Не прошло и дня, как они уже чувствовали себя как дома и, по-видимому, совсем не скучали по Фениксу.
Прибыв в Бомбей и узнав, что колонисты находятся в Шантиникетоне, я
загорелся желанием повидаться с ними при первой же возможности, тотчас после
свидания с Гокхале.
Прием, устроенный мне в Бомбее, дал возможность организовать нечто вроде
сатьяграхи в миниатюре.
На банкете в мою честь в доме м-ра Джехангира Петита я не решился говорить
на гуджарати. Среди небывалой роскоши и ослепительного блеска я, проживший
лучшие годы бок о бок с законтрактованными рабочими, чувствовал себя
неотесанной деревенщиной. Катхиаварский плащ, тюрбан и дхоти, правда, придавали мне тогда более цивилизованный вид, нежели я имею теперь. Но среди
блеска и роскоши в доме Петита я почувствовал себя не в своей тарелке. Позже
я несколько освоился с обстановкой, найдя убежище под крылышком сэра
Фирузшаха Мехты.
Затем состоялось торжество у гуджаратцев: они ни за что не хотели
отпускать меня, не устроив приема. Организатором его был ныне покойный
Уттамлал Триведи. С программой вечера я ознакомился заранее. Среди гостей
был м-р Джинна, гуджаратец по происхождению, - не помню уже, в качестве кого
он присутствовал: председателя или главного оратора. Свою небольшую, довольно милую речь он произнес по-английски. Если мне не изменяет память, большинство других речей также были произнесены на английском языке. Когда
же дошла очередь до меня, то я, выразив свою благодарность на гуджарати, объяснил, почему отстаиваю языки гуджарати и хиндустани, и закончил свое
выступление выражением скромного протеста против того, чтобы на собрании
гуджаратцев говорили на английском языке. Я решился на это не без некоторого
колебания: я боялся, как бы присутствующие не сочли бестактным, что человек, вернувшийся в Индию после долгих лет пребывания на чужбине, позволяет себе
критиковать установившиеся обычаи и порядки. Но, по-видимому, никто не понял
превратно мотивы, побудившие меня ответить непременно на гуджарати, и я с
удовольствием заметил, что мой протест не вызвал никаких возражений у
присутствовавших.
Таким образом, я мог надеяться, что будет не так уж трудно изложить мои
новомодные взгляды перед соотечественниками.

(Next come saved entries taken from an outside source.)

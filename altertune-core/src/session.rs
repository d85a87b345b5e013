//! # Session Module
//!
//! The editable configuration the scheduler plays from: tuning, fingering,
//! pattern and transport. The surrounding application owns it and edits it
//! while the scheduler reads a consistent view on every tick.

use crate::{
    config::SchedulerConfig,
    pattern::ArpeggioPattern,
    transport::TransportState,
    tuning::{Fingering, Tuning},
};
use anyhow::{Context, Result};
use serde::{Deserialize, Serialize};
use std::fs;
use std::path::Path;
use std::sync::{Arc, PoisonError, RwLock, RwLockReadGuard, RwLockWriteGuard};

#[derive(Debug, Clone, PartialEq, Serialize, Deserialize)]
#[serde(rename_all = "camelCase")]
pub struct Session {
    pub tuning: Tuning,
    pub fingering: Fingering,
    pub pattern: ArpeggioPattern,
    pub transport: TransportState,
}

impl Default for Session {
    fn default() -> Self {
        let tuning = Tuning::standard();
        let fingering = Fingering::open(tuning.string_count());
        Self {
            tuning,
            fingering,
            pattern: ArpeggioPattern::default(),
            transport: TransportState::default(),
        }
    }
}

impl Session {
    /// Restores the model invariants after loading from an untrusted source.
    pub fn normalize(&mut self) {
        self.tuning.normalize();
        let dropped = self.pattern.retain_in_cycle();
        if dropped > 0 {
            log::warn!(target: "session", "Dropped {} pattern events outside the cycle", dropped);
        }
    }
}

/// On-disk session: the session itself plus optional scheduler settings.
#[derive(Debug, Clone, Default, PartialEq, Serialize, Deserialize)]
#[serde(rename_all = "camelCase")]
pub struct SessionFile {
    #[serde(flatten)]
    pub session: Session,
    #[serde(default)]
    pub scheduler: SchedulerConfig,
}

impl SessionFile {
    pub fn load(path: &Path) -> Result<Self> {
        let text = fs::read_to_string(path)
            .with_context(|| format!("Failed to read session file {}", path.display()))?;
        let mut file: SessionFile = serde_json::from_str(&text)
            .with_context(|| format!("Invalid session file {}", path.display()))?;
        file.session.normalize();
        // Playback always starts from an explicit play command.
        file.session.transport.playing = false;
        log::info!(target: "session", "Loaded session from {}", path.display());
        Ok(file)
    }

    pub fn save(&self, path: &Path) -> Result<()> {
        let text = serde_json::to_string_pretty(self)?;
        fs::write(path, text)
            .with_context(|| format!("Failed to write session file {}", path.display()))?;
        Ok(())
    }
}

/// Shared handle to a [`Session`].
///
/// Readers and writers go through a lock so a scheduler tick never observes
/// a half-applied edit. A poisoned lock is recovered, since the session is
/// plain data and stays usable.
#[derive(Debug, Clone, Default)]
pub struct SharedSession(Arc<RwLock<Session>>);

impl SharedSession {
    pub fn new(session: Session) -> Self {
        Self(Arc::new(RwLock::new(session)))
    }

    pub fn read(&self) -> RwLockReadGuard<'_, Session> {
        self.0.read().unwrap_or_else(PoisonError::into_inner)
    }

    pub fn write(&self) -> RwLockWriteGuard<'_, Session> {
        self.0.write().unwrap_or_else(PoisonError::into_inner)
    }

    /// Applies an edit under the write lock.
    pub fn update<R>(&self, edit: impl FnOnce(&mut Session) -> R) -> R {
        edit(&mut self.write())
    }

    pub fn snapshot(&self) -> Session {
        self.read().clone()
    }
}
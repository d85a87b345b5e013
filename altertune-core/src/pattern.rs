//! # Arpeggio Pattern Module
//!
//! A loopable step pattern: which strings are plucked on which step of a cycle
//! of `steps_per_bar * bars` steps.

use serde::{Deserialize, Serialize};

pub const MIN_STEPS_PER_BAR: u32 = 2;
pub const MAX_STEPS_PER_BAR: u32 = 64;
pub const MIN_BARS: u32 = 1;
pub const MAX_BARS: u32 = 16;

/// Velocity and length given to cells added with [`ArpeggioPattern::toggle`].
const NEW_EVENT_VELOCITY: f64 = 0.8;
const NEW_EVENT_LENGTH_STEPS: f64 = 2.0;

/// Strings plucked together on one step.
#[derive(Debug, Clone, PartialEq, Serialize, Deserialize)]
#[serde(rename_all = "camelCase")]
pub struct ArpEvent {
    pub step: u32,
    /// Strings in pluck order; the strum spread follows this order.
    pub strings: Vec<usize>,
    #[serde(default, skip_serializing_if = "Option::is_none")]
    pub velocity: Option<f64>,
    #[serde(default, skip_serializing_if = "Option::is_none")]
    pub length_steps: Option<f64>,
    #[serde(default, skip_serializing_if = "Option::is_none")]
    pub strum_ms: Option<f64>,
}

impl ArpEvent {
    /// An event with all optional fields left to the scheduler defaults.
    pub fn new(step: u32, strings: impl IntoIterator<Item = usize>) -> Self {
        Self {
            step,
            strings: strings.into_iter().collect(),
            velocity: None,
            length_steps: None,
            strum_ms: None,
        }
    }

    pub fn with_velocity(mut self, velocity: f64) -> Self {
        self.velocity = Some(velocity);
        self
    }

    pub fn with_length_steps(mut self, length_steps: f64) -> Self {
        self.length_steps = Some(length_steps);
        self
    }

    pub fn with_strum_ms(mut self, strum_ms: f64) -> Self {
        self.strum_ms = Some(strum_ms);
        self
    }
}

#[derive(Debug, Clone, PartialEq, Serialize, Deserialize)]
#[serde(rename_all = "camelCase")]
pub struct ArpeggioPattern {
    pub steps_per_bar: u32,
    pub bars: u32,
    pub events: Vec<ArpEvent>,
}

impl ArpeggioPattern {
    pub fn new(steps_per_bar: u32, bars: u32, events: Vec<ArpEvent>) -> Self {
        Self {
            steps_per_bar,
            bars,
            events,
        }
    }

    /// Number of steps in one cycle.
    pub fn total_steps(&self) -> u32 {
        self.steps_per_bar.saturating_mul(self.bars)
    }

    /// Changes the bar resolution (clamped to 2..=64) and drops events past the new cycle.
    pub fn set_steps_per_bar(&mut self, steps_per_bar: u32) {
        self.steps_per_bar = steps_per_bar.clamp(MIN_STEPS_PER_BAR, MAX_STEPS_PER_BAR);
        self.retain_in_cycle();
    }

    /// Changes the bar count (clamped to 1..=16) and drops events past the new cycle.
    pub fn set_bars(&mut self, bars: u32) {
        self.bars = bars.clamp(MIN_BARS, MAX_BARS);
        self.retain_in_cycle();
    }

    /// Removes events whose step lies outside the cycle. Returns how many were removed.
    pub fn retain_in_cycle(&mut self) -> usize {
        let total = self.total_steps();
        let before = self.events.len();
        self.events.retain(|ev| ev.step < total);
        before - self.events.len()
    }

    /// Whether `string` is plucked on `step`.
    pub fn is_active(&self, step: u32, string: usize) -> bool {
        self.events
            .iter()
            .any(|ev| ev.step == step && ev.strings.contains(&string))
    }

    /// Flips a grid cell.
    ///
    /// Removing the last string of an event removes the event. Adding a string
    /// joins an existing event on the same step, or creates a new one.
    pub fn toggle(&mut self, step: u32, string: usize) {
        if step >= self.total_steps() {
            return;
        }
        if let Some(idx) = self
            .events
            .iter()
            .position(|ev| ev.step == step && ev.strings.contains(&string))
        {
            let event = &mut self.events[idx];
            event.strings.retain(|&s| s != string);
            if event.strings.is_empty() {
                self.events.remove(idx);
            }
        } else if let Some(event) = self.events.iter_mut().find(|ev| ev.step == step) {
            event.strings.push(string);
        } else {
            self.events.push(
                ArpEvent::new(step, [string])
                    .with_velocity(NEW_EVENT_VELOCITY)
                    .with_length_steps(NEW_EVENT_LENGTH_STEPS),
            );
        }
    }

    pub fn clear(&mut self) {
        self.events.clear();
    }
}

impl Default for ArpeggioPattern {
    /// One bar of 16 steps rolling down from the high E and back up.
    fn default() -> Self {
        let strings = [5, 4, 3, 2, 1, 0, 1, 2];
        let events = strings
            .iter()
            .enumerate()
            .map(|(i, &string)| ArpEvent::new(i as u32 * 2, [string]))
            .collect();
        Self::new(16, 1, events)
    }
}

После краткого пребывания в Бомбее я, полный впечатлений, по приглашению
Гокхале отправился в Пуну.
II. У ГОКХАЛЕ В ПУНЕ
Тотчас по прибытии в Бомбей я получил от Гокхале записку, в которой он
сообщал, что губернатор желает меня видеть и что мне необходимо его посетить
до отъезда в Пуну. Поэтому я нанес визит его превосходительству. После
обычных расспросов губернатор сказал:
- Я просил бы вас только об одном: мне хотелось бы, чтобы всякий раз, прежде чем предпринимать какие-либо шаги, касающиеся правительства, вы бы
заходили ко мне.
- Мне очень легко дать вам такое обещание, - ответил я, - потому что как
сатьяграх я взял себе за правило прежде всего уяснять точку зрения стороны, с которой предстоит иметь дело, и по возможности приходить к соглашению. Я
неукоснительно придерживался этого правила в Южной Африке и намерен
придерживаться его и впредь.
Лорд Уиллингдон, поблагодарив меня, сказал:
- Можете приходить сюда, когда угодно. И вы убедитесь, что мое
правительство преднамеренно не делает ничего плохого.
На это я ответил:
- Именно эта вера и поддерживает меня.
Затем я отправился в Пуну. Невозможно описать здесь все подробности столь
приятного для меня времени жизни. Гокхале, равно как и члены общества "Слуги
Индии", обласкали меня. Гокхале даже пригласил их всех к себе, чтобы
познакомить со мной. Я совершенно откровенно беседовал с ними по самым
различным вопросам.
Гокхале очень хотелось, чтобы и я стал членом этого общества. Я тоже хотел
этого. Но другие члены считали, что ввиду значительных расхождений между
мною и ими как в отношении целей, так и методов работы для меня было бы, пожалуй, не очень удобным вступать в общество "Слуги Индии". Гокхале же
считал, что, несмотря на мою приверженность своим собственным принципам, я
всегда был готов терпимо относиться к убеждениям членов этого общества.
- Члены общества, - говорил он, - еще не знают о вашей готовности идти на
компромисс. Они тверды в своих принципах и независимы. Надеюсь, они вас
примут. Но и в противном случае вы все-таки можете ни на секунду не
сомневаться в их глубоком уважении и любви к вам. Они боятся рисковать лишь
из опасения потерять уважение к вам. Однако примут вас официально в члены
общества или нет, - лично я буду считать вас таковым.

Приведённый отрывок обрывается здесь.